Co-culture cell-derived extracellular matrix loaded electrospun microfibrous scaffolds for bone tissue engineering.


Department of Biomedical Engineering, Center for Biotechnology and Interdisciplinary Studies, Rensselaer Polytechnic Institute, Troy, NY 12180-3590, USA; Department of Chemistry and Chemical Biology, Biological Sciences and Chemical and Biological Engineering, Center for Biotechnology and Interdisciplinary Studies, Rensselaer Polytechnic Institute, Troy, NY 12180-3590, USA. Electronic address: [Email]


Cell-derived extracellular matrix (ECM) has been employed as scaffolds for tissue engineering, creating a biomimetic microenvironment that provides physical, chemical and mechanical cues for cells and supports cell adhesion, proliferation, migration and differentiation by mimicking their in vivo microenvironment. Despite the enhanced bioactivity of cell-derived ECM, its application as a scaffold to regenerate hard tissues such as bone is still hampered by its insufficient mechanical properties.

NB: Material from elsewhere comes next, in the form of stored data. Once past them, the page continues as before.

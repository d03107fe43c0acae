use crate::error::{EcgError, EcgResult};
use realfft::RealFftPlanner;

/// One-sided magnitude spectrum of a zero-padded, power-of-two frame.
#[derive(Debug, Clone)]
pub struct Spectrum {
    /// Transform length after padding
    pub n_fft: usize,
    /// `n_fft / 2 + 1` magnitudes
    pub magnitudes: Vec<f64>,
}

impl Spectrum {
    pub fn bin_hz(&self, fs: f64) -> f64 {
        fs / self.n_fft as f64
    }
}

/// Magnitude spectrum; the input is zero-padded up to the next power of two.
pub fn magnitude_spectrum(signal: &[f64]) -> EcgResult<Spectrum> {
    if signal.len() < 2 {
        return Err(EcgError::insufficient("fft input", signal.len(), 2));
    }
    let n_fft = signal.len().next_power_of_two();
    let mut planner = RealFftPlanner::<f64>::new();
    let r2c = planner.plan_fft_forward(n_fft);
    let mut frame = r2c.make_input_vec();
    frame[..signal.len()].copy_from_slice(signal);
    let mut spectrum = r2c.make_output_vec();
    r2c.process(&mut frame, &mut spectrum)
        .map_err(|_| EcgError::NumericDegenerate("fft frame"))?;
    let magnitudes: Vec<f64> = spectrum.iter().map(|c| c.norm()).collect();
    if magnitudes.iter().any(|m| !m.is_finite()) {
        return Err(EcgError::NumericDegenerate("fft magnitudes"));
    }
    Ok(Spectrum { n_fft, magnitudes })
}

/// Strongest frequency inside `[low_hz, high_hz]`, refined by fitting a
/// parabola through the peak bin and its neighbours.
pub fn dominant_frequency(signal: &[f64], fs: f64, low_hz: f64, high_hz: f64) -> EcgResult<f64> {
    let spectrum = magnitude_spectrum(signal)?;
    let df = spectrum.bin_hz(fs);
    let mags = &spectrum.magnitudes;
    let first = ((low_hz / df).ceil() as usize).max(1);
    let last = ((high_hz / df).floor() as usize).min(mags.len() - 1);
    if first > last {
        return Err(EcgError::insufficient("spectral bins in band", 0, 1));
    }
    let mut peak = first;
    for k in first..=last {
        if mags[k] > mags[peak] {
            peak = k;
        }
    }
    if mags[peak] <= f64::EPSILON {
        return Err(EcgError::NumericDegenerate("flat spectrum"));
    }
    let mut offset = 0.0;
    if peak > 0 && peak + 1 < mags.len() {
        let (l, c, r) = (mags[peak - 1], mags[peak], mags[peak + 1]);
        let denom = l - 2.0 * c + r;
        if denom.abs() > f64::EPSILON {
            offset = (0.5 * (l - r) / denom).clamp(-0.5, 0.5);
        }
    }
    Ok(((peak as f64 + offset) * df).clamp(low_hz, high_hz))
}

The combination of cell-derived ECM with synthetic biomaterials might result in an effective strategy to enhance scaffold mechanical properties and structural support. Electrospinning has been used in bone tissue engineering to fabricate fibrous and porous scaffolds, mimicking the hierarchical organized fibrillar structure and architecture found in the ECM. Although the structure of the scaffold might be similar to ECM architecture, most of these electrospun scaffolds have failed to achieve functionality due to a lack of bioactivity and osteoinductive factors. In this study, we developed bioactive cell-derived ECM electrospun polycaprolactone (PCL) scaffolds produced from ECM derived from human mesenchymal stem/stromal cells (MSC), human umbilical vein endothelial cells (HUVEC) and their combination based on the hypothesis that the cell-derived ECM incorporated into the PCL fibers would enhance the biofunctionality of the scaffold. The aims of this study were to fabricate and characterize cell-derived ECM electrospun PCL scaffolds and assess their ability to enhance osteogenic differentiation of MSCs, envisaging bone tissue engineering applications. Our findings demonstrate that all cell-derived ECM electrospun scaffolds promoted significant cell proliferation compared to PCL alone, while presenting similar physical/mechanical properties. Additionally, MSC:HUVEC-ECM electrospun scaffolds significantly enhanced osteogenic differentiation of MSCs as verified by increased ALP activity and osteogenic gene expression levels. To our knowledge, these results describe the first study suggesting that MSC:HUVEC-ECM might be developed as a biomimetic electrospun scaffold for bone tissue engineering applications.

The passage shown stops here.